Mi sono accorto, dopo tanti anni di omelie dopo le letture, che il salmo responsoriale non viene mai commentato dal sacerdote, viene letto e anche cantato, ma mai che io abbia sentito un commento o una spiegazione per capirne l’origine ed il senso. Le letture durante la Messa vengono proclamate dal lettore ad alta voce per essere ascolate e in seguito spiegate nei particolari per essere meglio comprese.

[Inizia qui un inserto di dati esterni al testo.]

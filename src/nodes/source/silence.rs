use std::sync::{Arc, Weak};

use parking_lot::Mutex;

use crate::error::Result;
use crate::format::AudioFormat;
use crate::graph::AudioGraph;
use crate::node::{AudioNode, AudioSource, NodeCore, ReadResult};
use crate::port::OutputPort;

/// Produces zeros, forever or for a fixed number of frames.
pub struct SilenceSource {
    core: NodeCore,
    output: OutputPort,
    remaining: Mutex<Option<usize>>,
}

impl SilenceSource {
    pub fn new(graph: &Arc<AudioGraph>, name: &str, format: AudioFormat) -> Result<Arc<Self>> {
        let core = NodeCore::new(graph, name, format)?;
        Ok(Arc::new_cyclic(|me: &Weak<Self>| {
            let owner: Weak<dyn AudioSource> = me.clone();
            Self {
                core,
                output: OutputPort::new(owner),
                remaining: Mutex::new(None),
            }
        }))
    }

    /// Finish after `frames` frames.
    pub fn with_duration(self: Arc<Self>, frames: usize) -> Arc<Self> {
        *self.remaining.lock() = Some(frames);
        self
    }
}

impl AudioNode for SilenceSource {
    fn core(&self) -> &NodeCore {
        &self.core
    }

    fn as_source(&self) -> Option<&dyn AudioSource> {
        Some(self)
    }
}

impl AudioSource for SilenceSource {
    fn output(&self) -> &OutputPort {
        &self.output
    }

    fn read_samples(&self, buffer: &mut [f32]) -> Result<ReadResult> {
        let channels = self.core.channels();
        let mut frames = buffer.len() / channels;
        let mut remaining = self.remaining.lock();
        if let Some(left) = remaining.as_mut() {
            if *left == 0 {
                return Ok(ReadResult::Finished);
            }
            frames = frames.min(*left);
            *left -= frames;
        }
        buffer[..frames * channels].fill(0.0);
        Ok(ReadResult::from_frames(frames))
    }
}
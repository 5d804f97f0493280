//! Audio graph - coordinates nodes and serializes access to their edges

use std::sync::atomic::{AtomicU64, Ordering};
use std::sync::Arc;

use hashbrown::HashMap;
use parking_lot::{Mutex, ReentrantMutex, ReentrantMutexGuard};

use crate::node::NodeId;

/// Threading model a graph is created for.
#[derive(Clone, Copy, Debug, PartialEq, Eq)]
pub enum GraphCapabilities {
    /// Nodes are driven from one thread at a time. Reads and writes are not
    /// serialized; edge changes still are.
    SingleThreaded,
    /// Connect, disconnect, read and write may be called from any thread.
    /// Every public node operation takes the graph lock.
    Concurrent,
}

/// Coordinator for a set of nodes.
///
/// The graph never owns its nodes - each node keeps a weak handle back to the
/// graph it was created against, and the graph only tracks node names for
/// diagnostics. What the graph does own is the lock that makes edge changes
/// atomic, and (for [`GraphCapabilities::Concurrent`]) serializes streaming.
///
/// # Example
///
/// ```
/// use klangnetz::{AudioGraph, AudioFormat};
/// use klangnetz::nodes::{SineSource, NullTarget};
///
/// let graph = AudioGraph::builder().name("demo").concurrent(true).build();
/// let format = AudioFormat::mono(48000);
/// let sine = SineSource::new(&graph, "sine", format, 440.0).unwrap();
/// let sink = NullTarget::new(&graph, "sink", format).unwrap();
///
/// klangnetz::connect(&*sine, &*sink).unwrap();
/// assert_eq!(graph.node_count(), 2);
/// ```
pub struct AudioGraph {
    name: String,
    capabilities: GraphCapabilities,
    /// Guards every edge mutation; also taken around streaming when concurrent.
    lock: ReentrantMutex<()>,
    nodes: Mutex<HashMap<NodeId, String>>,
    next_node_id: AtomicU64,
}

impl AudioGraph {
    /// Create a graph with the given capabilities.
    pub fn new(capabilities: GraphCapabilities) -> Arc<Self> {
        Self::builder()
            .concurrent(capabilities == GraphCapabilities::Concurrent)
            .build()
    }

    /// Start configuring a graph.
    pub fn builder() -> AudioGraphBuilder {
        AudioGraphBuilder::default()
    }

    pub fn name(&self) -> &str {
        &self.name
    }

    pub fn capabilities(&self) -> GraphCapabilities {
        self.capabilities
    }

    /// Whether streaming operations are serialized by the graph lock.
    #[inline]
    pub fn is_concurrent(&self) -> bool {
        self.capabilities == GraphCapabilities::Concurrent
    }

    /// Number of live nodes created against this graph.
    pub fn node_count(&self) -> usize {
        self.nodes.lock().len()
    }

    /// Names of the live nodes, sorted.
    pub fn node_names(&self) -> Vec<String> {
        let mut names: Vec<String> = self.nodes.lock().values().cloned().collect();
        names.sort();
        names
    }

    /// Lock held for the duration of a read, write or flush.
    ///
    /// Returns `None` for single-threaded graphs.
    pub(crate) fn lock_stream(&self) -> Option<ReentrantMutexGuard<'_, ()>> {
        if self.is_concurrent() {
            Some(self.lock.lock())
        } else {
            None
        }
    }

    /// Lock held while edges are inspected or changed.
    pub(crate) fn lock_edges(&self) -> ReentrantMutexGuard<'_, ()> {
        self.lock.lock()
    }

    pub(crate) fn register(&self, name: &str) -> NodeId {
        let id = NodeId(self.next_node_id.fetch_add(1, Ordering::Relaxed));
        self.nodes.lock().insert(id, name.to_string());
        tracing::trace!(graph = %self.name, node = name, id = id.0, "node registered");
        id
    }

    pub(crate) fn unregister(&self, id: NodeId) {
        self.nodes.lock().remove(&id);
    }
}

/// Builder for [`AudioGraph`].
pub struct AudioGraphBuilder {
    name: String,
    concurrent: bool,
}

impl Default for AudioGraphBuilder {
    fn default() -> Self {
        Self {
            name: "graph".to_string(),
            concurrent: false,
        }
    }
}

impl AudioGraphBuilder {
    /// Name used in log output.
    pub fn name(mut self, name: impl Into<String>) -> Self {
        self.name = name.into();
        self
    }

    /// Serialize connect/read/write across threads.
    pub fn concurrent(mut self, concurrent: bool) -> Self {
        self.concurrent = concurrent;
        self
    }

    pub fn build(self) -> Arc<AudioGraph> {
        let capabilities = if self.concurrent {
            GraphCapabilities::Concurrent
        } else {
            GraphCapabilities::SingleThreaded
        };
        tracing::debug!(graph = %self.name, ?capabilities, "graph created");
        Arc::new(AudioGraph {
            name: self.name,
            capabilities,
            lock: ReentrantMutex::new(()),
            nodes: Mutex::new(HashMap::new()),
            next_node_id: AtomicU64::new(0),
        })
    }
}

Poichè questo non viene fatto per il salmo, faccio a voi questa domanda: a che serve leggerlo se poi non viene spiegato?
Carlo Tozzetti
Risponde padre Valerio Mauro, docente di Teologia sacramentaria
La riforma liturgica suscitata dal Concilio Vaticano II ha riordinato quella parte della Messa che prende il nome di Liturgia della Parola. La pubblicazione del nuovo Lezionario fin dall’inizio ha previsto che fra le letture vi sia anche un salmo, detto responsoriale perché invita l’assemblea ad intercalare la sua recitazione con una risposta presa spesso dal testo stesso del salmo.

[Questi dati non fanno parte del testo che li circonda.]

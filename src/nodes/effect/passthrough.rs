use std::sync::Arc;

use crate::error::Result;
use crate::format::AudioFormat;
use crate::graph::AudioGraph;
use crate::node::{AudioNode, AudioSource, AudioTarget, NodeCore, ReadResult};
use crate::nodes::pipe_ports;
use crate::port::{InputPort, OutputPort};

/// Forwards samples unchanged in either direction.
pub struct Passthrough {
    core: NodeCore,
    input: InputPort,
    output: OutputPort,
}

impl Passthrough {
    pub fn new(graph: &Arc<AudioGraph>, name: &str, format: AudioFormat) -> Result<Arc<Self>> {
        let core = NodeCore::new(graph, name, format)?;
        Ok(Arc::new_cyclic(|me| {
            let (input, output) = pipe_ports(me);
            Self {
                core,
                input,
                output,
            }
        }))
    }
}

impl AudioNode for Passthrough {
    fn core(&self) -> &NodeCore {
        &self.core
    }

    fn as_source(&self) -> Option<&dyn AudioSource> {
        Some(self)
    }

    fn as_target(&self) -> Option<&dyn AudioTarget> {
        Some(self)
    }
}

impl AudioSource for Passthrough {
    fn output(&self) -> &OutputPort {
        &self.output
    }

    fn read_samples(&self, buffer: &mut [f32]) -> Result<ReadResult> {
        self.input.read(buffer)
    }
}

impl AudioTarget for Passthrough {
    fn input(&self) -> &InputPort {
        &self.input
    }

    fn write_samples(&self, buffer: &[f32]) -> Result<usize> {
        self.output.write(buffer)
    }

    fn flush_samples(&self) -> Result<()> {
        self.output.flush()
    }

    fn on_upstream_finished(&self) -> Result<()> {
        self.output.notify_finished()
    }
}
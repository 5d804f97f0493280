//! Built-in audio nodes.
//!
//! Nodes are organized into four categories:
//!
//! ## Sources ([`source`])
//!
//! Produce audio and have no input:
//! - [`SineSource`] - Sine oscillator with frequency/amplitude control
//! - [`FixedSampleSource`] - Plays a fixed block of samples, then finishes
//! - [`SilenceSource`] - Endless (or bounded) silence
//!
//! ## Effects ([`effect`])
//!
//! Pipes that sit between a source and a target:
//! - [`Passthrough`] - Forwards samples unchanged
//! - [`Gain`] - Volume control with smoothing
//! - [`CircuitBreaker`] - Turns upstream faults into a clean end-of-stream
//! - [`PushPullBuffer`] - Bridges a pushing producer to a pulling consumer
//! - [`FixedDelayBuffer`] / [`FloatingDelayBuffer`] - Constant and variable delay
//! - [`Resampler`] / [`ChannelRemapper`] - Format conversion
//!
//! ## Mixers ([`mixer`])
//!
//! Fan many inputs into one output:
//! - [`ChannelFaninMixer`] - Inputs must match the mixer format; optional routing
//! - [`LinearMixerAutoConforming`] - Converts each input to the mixer format
//!
//! ## Sinks ([`sink`])
//!
//! Consume audio and have no output:
//! - [`SampleBucket`] - Captures everything written to it
//! - [`NullTarget`] - Discards everything written to it

use std::sync::Weak;

use crate::node::{AudioSource, AudioTarget};
use crate::port::{InputPort, OutputPort};

pub mod effect;
pub mod mixer;
pub mod sink;
pub mod source;

// Re-export common types at the top level for convenience
pub use effect::{
    BreakerTripped, ChannelRemapper, CircuitBreaker, FixedDelayBuffer, FloatingDelayBuffer, Gain,
    Interpolation, Passthrough, PushPullBuffer, Resampler,
};
pub use mixer::{
    ChannelFaninMixer, ChannelFinished, ChannelRouting, ChannelToken, LinearMixerAutoConforming,
    SlotId,
};
pub use sink::{NullTarget, SampleBucket};
pub use source::{FixedSampleSource, SilenceSource, SineSource};

/// Both ports of a pipe, pointing back at the pipe itself.
pub(crate) fn pipe_ports<T>(me: &Weak<T>) -> (InputPort, OutputPort)
where
    T: AudioSource + AudioTarget + 'static,
{
    let target: Weak<dyn AudioTarget> = me.clone();
    let source: Weak<dyn AudioSource> = me.clone();
    (InputPort::new(target), OutputPort::new(source))
}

Si tratta di una lettura particolare, dalle caratteristiche proprie, che le Premesse al Lezionario indicano nei loro tratti distintivi. Di per sé, la natura del salmo chiede che venga canto e non proclamato: «Il salmo responsoriale di norma si proclami in canto. Vi sono due modi per cantare il salmo dopo la prima lettura: il modo responsoriale e il modo diretto. Nel modo responsoriale che, per quanto possibile, è da preferirsi, il salmista o cantore del salmo proclama i versetti, e tutta l’assemblea partecipa con il ritornello. Nel modo diretto, il salmo, senza ritornello da parte dell’assemblea, è cantato dal solo salmista o cantore del salmo, o da tutti insieme» (Premesse al Lezionario, n° 20). Il canto, infatti, è talmente consono alla struttura del salmo che ne favorisce la meditazione e la sua comprensione spirituale (cf Premesse al Lezionario, n° 21). Qualora le circostanze concrete della composizione dell’assemblea non permettano che lo si canti in modo adeguato alla severa sobrietà liturgica, sarebbe meglio recitarlo in modo piano, favorendo il più possibile la sua meditazione (cf Premesse al Lezionario, n° 22).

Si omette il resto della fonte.